Making the case for effective climate policy

There is a gulf between the scientific reality of climate change and the political response to it. Tom Pashby, Fleming Policy Centre, outlines a proposal that could bridge that gap.

ResponsibleSci blog, 8 July 2015
 

In 1996, the late Dr David Fleming proposed a policy framework designed to enable the UK to thrive within the limits imposed by energy scarcity and climate reality.

The framework, which he named Tradable Energy Quotas (TEQs), entails an electronically-managed system of energy rationing, with a hard cap that would be reduced over time, structured so as to engage all people, companies and government in a fair and manageable transition to a low-energy society.

Since then the concept has attracted intermittent flurries of attention, not least from the UK government, including a DEFRA-commissioned pre-feasibility study in 2008 into Personal Carbon Trading (an umbrella term for frameworks including TEQs) and a parliamentary report published in association with the All Party Parliamentary Group on Peak Oil in 2011.

But there has been insufficient recognition of the potential of TEQs to facilitate the changes so urgently needed given the climate crisis, let alone any changes in policy.

A paper published in April this year in Carbon Management journal is bringing the TEQs model back into the conversation.

Entitled “Reconciling scientific reality with realpolitik: moving beyond carbon pricing to TEQs – an integrated, economy-wide emissions cap,” the paper has soared in popularity to become the journal’s third most read article ever. (Note that it can be accessed for free until the end of July.)

As the title says, it’s about bridging the gap between climate science and political reality, and it argues that the TEQs policy framework is the best solution.

The paper is part of Carbon Management’s ‘Perspectives’ series, which provides academics and policy experts with an opportunity to talk in detail about a specific area of work. In it, the authors, who are affiliated with the Fleming Policy Centre, make clear the extent to which political and climate realities diverge and how they may be brought together to create workable solutions.

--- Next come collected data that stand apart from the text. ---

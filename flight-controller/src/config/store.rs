use std::sync::{Arc, Mutex, PoisonError, RwLock};

use once_cell::sync::Lazy;

use super::ControlConfig;
use crate::util::error::ConfigError;

pub static CONTROL_CONFIG: Lazy<ConfigStore> = Lazy::new(ConfigStore::default);

/// One published configuration. Never mutated after publication.
#[derive(Debug, Clone, PartialEq)]
pub struct ConfigSnapshot {
    pub generation: u32,
    pub config: ControlConfig,
}

/// Copy-on-write holder for the active configuration.
///
/// Writers build a complete new [`ControlConfig`] and swap the pointer;
/// the control tick clones the `Arc` once at the start of the tick and
/// works on that for the whole tick, so it never observes half of an
/// update. `current` is only ever locked for a pointer clone or swap.
/// Writers queue on `writer` while they build and validate.
pub struct ConfigStore {
    current: RwLock<Arc<ConfigSnapshot>>,
    writer: Mutex<()>,
}

impl Default for ConfigStore {
    fn default() -> Self {
        ConfigStore {
            current: RwLock::new(Arc::new(ConfigSnapshot {
                generation: 0,
                config: ControlConfig::default(),
            })),
            writer: Mutex::new(()),
        }
    }
}

impl ConfigStore {
    pub fn new(config: ControlConfig) -> Result<Self, ConfigError> {
        config.validate()?;
        Ok(ConfigStore {
            current: RwLock::new(Arc::new(ConfigSnapshot {
                generation: 0,
                config,
            })),
            writer: Mutex::new(()),
        })
    }

    /// Current snapshot, cheap enough to call every tick.
    pub fn snapshot(&self) -> Arc<ConfigSnapshot> {
        // The lock only guards a pointer swap, a poisoned guard still holds
        // a complete snapshot.
        self.current
            .read()
            .unwrap_or_else(PoisonError::into_inner)
            .clone()
    }

    /// Validates and publishes `config`, returning its generation.
    pub fn publish(&self, config: ControlConfig) -> Result<u32, ConfigError> {
        self.update(|next| *next = config)
    }

    /// Applies `change` to a copy of the current configuration and
    /// publishes the copy if it still validates.
    pub fn update(&self, change: impl FnOnce(&mut ControlConfig)) -> Result<u32, ConfigError> {
        let published = {
            let _writer = self.writer.lock().unwrap_or_else(PoisonError::into_inner);

            let current = self.snapshot();
            let mut next = current.config.clone();
            change(&mut next);
            next.validate().map(|()| {
                let generation = current.generation.wrapping_add(1);
                self.swap(Arc::new(ConfigSnapshot {
                    generation,
                    config: next,
                }));
                generation
            })
        };

        match &published {
            Ok(generation) => log::info!("Published configuration generation {}", generation),
            Err(error) => log::warn!("Rejected configuration update: {}", error),
        }
        published
    }

    fn swap(&self, snapshot: Arc<ConfigSnapshot>) {
        *self
            .current
            .write()
            .unwrap_or_else(PoisonError::into_inner) = snapshot;
    }
}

They note that “while realists about climatology rightly argue that physical reality bats last and does not negotiate, realists within politics argue with equal validity that any approach that tries to radically transform society against society’s wishes will be resented and, soon enough, rejected”.

The TEQs framework anticipates and overcomes some of the reasons for public resistance to transformative policies.

For example, one of the key reasons for the unpopularity of other policies that attempt to reduce carbon emissions is their failure to positively engage all people and organisations. Those other policies - such as carbon taxes - have a tendency to impose regressive measures that put further strain on the poorest in society, and drive unpopularity. TEQs, however, would significantly shift consumers' experience of the energy market: intensive fossil fuel users would effectively pay lower energy users for the privilege of using more than their fair share.

Currently, people can be priced out of buying fuel to heat their homes or driving their cars by fluctuating energy prices driven by supply and demand. Carbon taxes raise the price of fossil fuels, which tend to be the most prevalent source of energy. So increasing the reliance on carbon taxes as a means to reduce greenhouse gas emissions risks further pricing people out of the market and increasing fuel poverty.

In contrast, TEQs would significantly increase equality of access to energy because everyone gets a guaranteed entitlement to purchase energy; above that, the more you use, the more you pay in additional TEQs units.

According to a study in 2013 by the Centre for Sustainable Energy, 71% of households in the lowest three income deciles would benefit from implementing TEQs, whereas 55% in the highest three income deciles would face higher costs.

Having a nationally-set, flat price for TEQs units would mean that everyone pays the same per unit, but the laws of supply and demand combined with the hard cap will mean that this price will rise if too many people use more than their fair share. This aspect is designed specifically to create a shared incentive to lower overall energy use. Wasteful energy users will directly and adversely impact everyone else’s TEQs price, leading to social pressures, especially on those otherwise unconstrained by financial pressures, to use less energy.

In summary: TEQs would ensure fair access to energy for all, would guarantee that a nation meets its emissions reductions targets, and would support the active participation and cooperation of all energy users in rapidly reducing our reliance on fossil fuels. If implemented, TEQs could provide the incentive for all parties to work together to develop solutions to the energy and climate crises.

The Carbon Management paper concludes by calling on colleagues in the sector to “frankly recognise the shortcomings of carbon pricing frameworks” and to “play a key role in refining, promoting and driving the implementation of TEQs in a national context”.

As David Fleming said ahead of the Parliamentary report launch, hard cap-based schemes are necessary and “TEQs is the best-placed framework to reconcile the rift between science and politics”.
 

Tom Pashby is Campaign Manager at the Fleming Policy Centre.